In the material below, find the line containing "let outcome = match" and the line containing "let mut history", then reproduce exactly both of them and every line between, and nothing else.
====
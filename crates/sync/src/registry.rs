// SPDX-License-Identifier: BUSL-1.1
// Copyright (c) 2026 Alfred Jean LLC

//! Depot registry
//!
//! Tracks the set of registered depots by name and owns their scheduler
//! rotation. The registry lock is never held across filesystem work or a
//! scheduler submission.

use crate::descriptor::DepotDescriptor;
use crate::error::SyncError;
use crate::history::{RunHistory, RunOutcome, DEFAULT_HISTORY_CAPACITY};
use crate::round;
use chrono::Utc;
use std::collections::HashMap;
use std::sync::{Arc, Mutex};
use std::time::{Duration, Instant};
use sv_core::{CancelToken, ScheduledTask, Scheduler};
use tracing::{info, warn};

/// A registered depot: its descriptor, the token that drops it out of the
/// scheduler rotation, and its run history.
#[derive(Debug)]
pub struct DepotJob {
    descriptor: DepotDescriptor,
    cancel: CancelToken,
    history: Arc<Mutex<RunHistory>>,
}

impl DepotJob {
    pub fn descriptor(&self) -> &DepotDescriptor {
        &self.descriptor
    }
}

/// Shared, clonable view over the registered depots.
#[derive(Clone)]
pub struct DepotRegistry {
    scheduler: Scheduler,
    depots: Arc<Mutex<HashMap<String, DepotJob>>>,
}

impl DepotRegistry {
    pub fn new(scheduler: Scheduler) -> Self {
        Self {
            scheduler,
            depots: Arc::new(Mutex::new(HashMap::new())),
        }
    }

    /// Register a depot and enter it into the scheduler rotation. The
    /// first round fires immediately; later rounds follow the descriptor's
    /// interval.
    ///
    /// The destination is probed before the depot is inserted, so a depot
    /// that never could sync is rejected up front rather than failing every
    /// round.
    pub async fn add_depot(&self, descriptor: DepotDescriptor) -> Result<(), SyncError> {
        descriptor.validate()?;

        {
            let depots = self.depots.lock().unwrap_or_else(|e| e.into_inner());
            if depots.contains_key(&descriptor.name) {
                return Err(SyncError::DuplicateDepot(descriptor.name.clone()));
            }
        }

        // Filesystem probe happens outside the lock.
        round::check_destination(&descriptor.destination)?;

        let cancel = CancelToken::new();
        let history = Arc::new(Mutex::new(RunHistory::new(DEFAULT_HISTORY_CAPACITY)));

        {
            let mut depots = self.depots.lock().unwrap_or_else(|e| e.into_inner());
            // A racing registration may have landed while the lock was
            // released for the probe.
            if depots.contains_key(&descriptor.name) {
                return Err(SyncError::DuplicateDepot(descriptor.name.clone()));
            }
            depots.insert(
                descriptor.name.clone(),
                DepotJob {
                    descriptor: descriptor.clone(),
                    cancel: cancel.clone(),
                    history: Arc::clone(&history),
                },
            );
        }

        let interval = Duration::from_secs(descriptor.sync_interval_minutes * 60);
        let task = ScheduledTask::repeating(
            Instant::now(),
            interval,
            cancel,
            round_task(descriptor.clone(), history),
        );
        self.scheduler.submit(task).await;

        info!(
            depot = %descriptor.name,
            source = %descriptor.source.display(),
            destination = %descriptor.destination.display(),
            interval_minutes = descriptor.sync_interval_minutes,
            "depot registered"
        );
        Ok(())
    }

    /// Remove a depot and cancel its rotation. A round already running is
    /// not interrupted; an unknown name is a no-op.
    pub fn delete_depot(&self, name: &str) {
        let removed = {
            let mut depots = self.depots.lock().unwrap_or_else(|e| e.into_inner());
            depots.remove(name)
        };
        if let Some(job) = removed {
            job.cancel.cancel();
            info!(depot = %name, "depot removed");
        }
    }

    /// Descriptors of every registered depot, in no particular order.
    pub fn list_depots(&self) -> Vec<DepotDescriptor> {
        let depots = self.depots.lock().unwrap_or_else(|e| e.into_inner());
        depots.values().map(|job| job.descriptor.clone()).collect()
    }

    /// Retained round outcomes for a depot, oldest first. `None` for an
    /// unknown name.
    pub fn history(&self, name: &str) -> Option<Vec<RunOutcome>> {
        let depots = self.depots.lock().unwrap_or_else(|e| e.into_inner());
        let job = depots.get(name)?;
        let history = job.history.lock().unwrap_or_else(|e| e.into_inner());
        Some(history.outcomes())
    }

    pub fn len(&self) -> usize {
        let depots = self.depots.lock().unwrap_or_else(|e| e.into_inner());
        depots.len()
    }

    pub fn is_empty(&self) -> bool {
        self.len() == 0
    }
}

/// Build the scheduler callback for one depot: run a round, record the
/// outcome. Phase failures are recorded and logged but never tear the
/// depot out of rotation.
fn round_task(
    descriptor: DepotDescriptor,
    history: Arc<Mutex<RunHistory>>,
) -> sv_core::TaskFn {
    Arc::new(move || {
        let started = Utc::now();
        let clock = Instant::now();
        let result = round::run_round(&descriptor);
        let duration = clock.elapsed();

        let outcome = match &result {
            Ok(bytes) => RunOutcome {
                timestamp: started,
                duration,
                bytes_copied: *bytes,
                error: String::new(),
            },
            Err(e) => {
                warn!(depot = %descriptor.name, error = %e, "sync round failed");
                RunOutcome {
                    timestamp: started,
                    duration,
                    bytes_copied: 0,
                    error: e.to_string(),
                }
            }
        };

        let mut history = history.lock().unwrap_or_else(|e| e.into_inner());
        history.append(outcome);
    })
}

#[cfg(test)]
#[path = "registry_tests.rs"]
mod tests;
====
● **REPLY**:
        let outcome = match &result {
            Ok(bytes) => RunOutcome {
                timestamp: started,
                duration,
                bytes_copied: *bytes,
                error: String::new(),
            },
            Err(e) => {
                warn!(depot = %descriptor.name, error = %e, "sync round failed");
                RunOutcome {
                    timestamp: started,
                    duration,
                    bytes_copied: 0,
                    error: e.to_string(),
                }
            }
        };

        let mut history = history.lock().unwrap_or_else(|e| e.into_inner());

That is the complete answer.